# '67 GTO stainless vs anodized door molding



## pjw1967 (Mar 10, 2014)

Had a discussion with a fellow club mbr about door reveal moldings. He said the molding for a convertible was stainless while that for a HT or Coupe was anodized. Checked in the Ames catalogue and sure enough that's what they have. So question is does anyone know why Pontiac would use 2 diff materials for the same pcs?


----------



## Pinion head (Jan 3, 2015)

On an early LeMans or GTO convert, Pontiac designers wanted a continuous look of stainless steel on the door reveal moldings butting up next to the stainless pinch weld trim.
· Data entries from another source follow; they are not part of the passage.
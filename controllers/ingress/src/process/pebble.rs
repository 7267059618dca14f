//! HAProxy managed as a Pebble service.

use super::{run_checked, CommandRunner, Process};
use crate::error::ControllerError;
use std::sync::Arc;
use tracing::info;

const PEBBLE: &str = "pebble";
const SERVICE: &str = "haproxy";

/// Drives the `haproxy` Pebble service. Pebble owns the process and its
/// server state, so nothing is saved before reloads.
pub struct Pebble {
    runner: Arc<dyn CommandRunner>,
}

impl Pebble {
    pub fn new(runner: Arc<dyn CommandRunner>) -> Self {
        Self { runner }
    }

    async fn pebble(&self, args: &[&str]) -> Result<(), ControllerError> {
        let args: Vec<String> = args.iter().map(|arg| arg.to_string()).collect();
        run_checked(self.runner.as_ref(), PEBBLE, &args).await.map(|_| ())
    }
}

#[async_trait::async_trait]
impl Process for Pebble {
    async fn start(&self) -> Result<(), ControllerError> {
        info!("starting haproxy through pebble");
        self.pebble(&["start", SERVICE]).await
    }

    async fn stop(&self) -> Result<(), ControllerError> {
        self.pebble(&["stop", SERVICE]).await
    }

    async fn reload(&self) -> Result<(), ControllerError> {
        self.pebble(&["signal", "SIGUSR2", SERVICE]).await?;
        info!("haproxy reloaded");
        Ok(())
    }

    async fn restart(&self) -> Result<(), ControllerError> {
        self.pebble(&["restart", SERVICE]).await
    }
}
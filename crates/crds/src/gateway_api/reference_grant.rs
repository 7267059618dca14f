//! ReferenceGrant (gateway.networking.k8s.io/v1alpha2)
//!
//! Allows routes in other namespaces to reference objects in the grant's
//! namespace.

use kube::CustomResource;
use schemars::JsonSchema;
use serde::{Deserialize, Serialize};

#[derive(Debug, Clone, Serialize, Deserialize, JsonSchema, Default, PartialEq, Eq)]
#[serde(rename_all = "camelCase")]
pub struct ReferenceGrantFrom {
    pub group: String,
    pub kind: String,
    pub namespace: String,
}

#[derive(Debug, Clone, Serialize, Deserialize, JsonSchema, Default, PartialEq, Eq)]
#[serde(rename_all = "camelCase")]
pub struct ReferenceGrantTo {
    /// Empty string means the core group
    #[serde(default)]
    pub group: String,
    pub kind: String,
    /// Unset allows every object of the kind
    #[serde(default, skip_serializing_if = "Option::is_none")]
    pub name: Option<String>,
}

#[derive(CustomResource, Debug, Clone, Serialize, Deserialize, JsonSchema, Default, PartialEq)]
#[kube(
    group = "gateway.networking.k8s.io",
    version = "v1alpha2",
    kind = "ReferenceGrant",
    namespaced
)]
#[serde(rename_all = "camelCase")]
pub struct ReferenceGrantSpec {
    #[serde(default)]
    pub from: Vec<ReferenceGrantFrom>,
    #[serde(default)]
    pub to: Vec<ReferenceGrantTo>,
}

impl ReferenceGrantSpec {
    /// Returns true when a `from_kind` object in `from_namespace` may
    /// reference the `to_kind` object `to_name` in the grant's namespace.
    pub fn allows(
        &self,
        from_group: &str,
        from_kind: &str,
        from_namespace: &str,
        to_group: &str,
        to_kind: &str,
        to_name: &str,
    ) -> bool {
        let from_ok = self.from.iter().any(|from| {
            from.group == from_group && from.kind == from_kind && from.namespace == from_namespace
        });
        if !from_ok {
            return false;
        }
        self.to.iter().any(|to| {
            to.group == to_group
                && to.kind == to_kind
                && to.name.as_deref().is_none_or(|name| name == to_name)
        })
    }
}

#[cfg(test)]
mod tests {
    use super::*;

    fn grant(name: Option<&str>) -> ReferenceGrantSpec {
        ReferenceGrantSpec {
            from: vec![ReferenceGrantFrom {
                group: "gateway.networking.k8s.io".to_string(),
                kind: "TCPRoute".to_string(),
                namespace: "routes".to_string(),
            }],
            to: vec![ReferenceGrantTo {
                group: String::new(),
                kind: "Service".to_string(),
                name: name.map(str::to_string),
            }],
        }
    }

    #[test]
    fn test_grant_without_name_allows_any_service() {
        let g = grant(None);
        assert!(g.allows("gateway.networking.k8s.io", "TCPRoute", "routes", "", "Service", "a"));
        assert!(g.allows("gateway.networking.k8s.io", "TCPRoute", "routes", "", "Service", "b"));
    }

    #[test]
    fn test_grant_checks_namespace_and_name() {
        let g = grant(Some("echo"));
        assert!(g.allows("gateway.networking.k8s.io", "TCPRoute", "routes", "", "Service", "echo"));
        assert!(!g.allows("gateway.networking.k8s.io", "TCPRoute", "routes", "", "Service", "other"));
        assert!(!g.allows("gateway.networking.k8s.io", "TCPRoute", "elsewhere", "", "Service", "echo"));
        assert!(!g.allows("gateway.networking.k8s.io", "TCPRoute", "routes", "", "Secret", "echo"));
    }
}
On LeMans and GTO hardtops & two door Coupes, and even on the seldom seen LeMans 4 door hardtops, anodized aluminum trim sufficed for the reveal moldings (and was cheaper to originally produce)


----------



## geeteeohguy (Feb 2, 2008)

As usual, right on the money. The pinch weld trim is around the back window tub area of the ragtop. I like the stainless a lot more than the anodized.....it holds up better over LONG periods of time!


----------



## pjw1967 (Mar 10, 2014)

Thanks. Another bar bet item. Up there with the 3sp HD made by Saginaw.


----------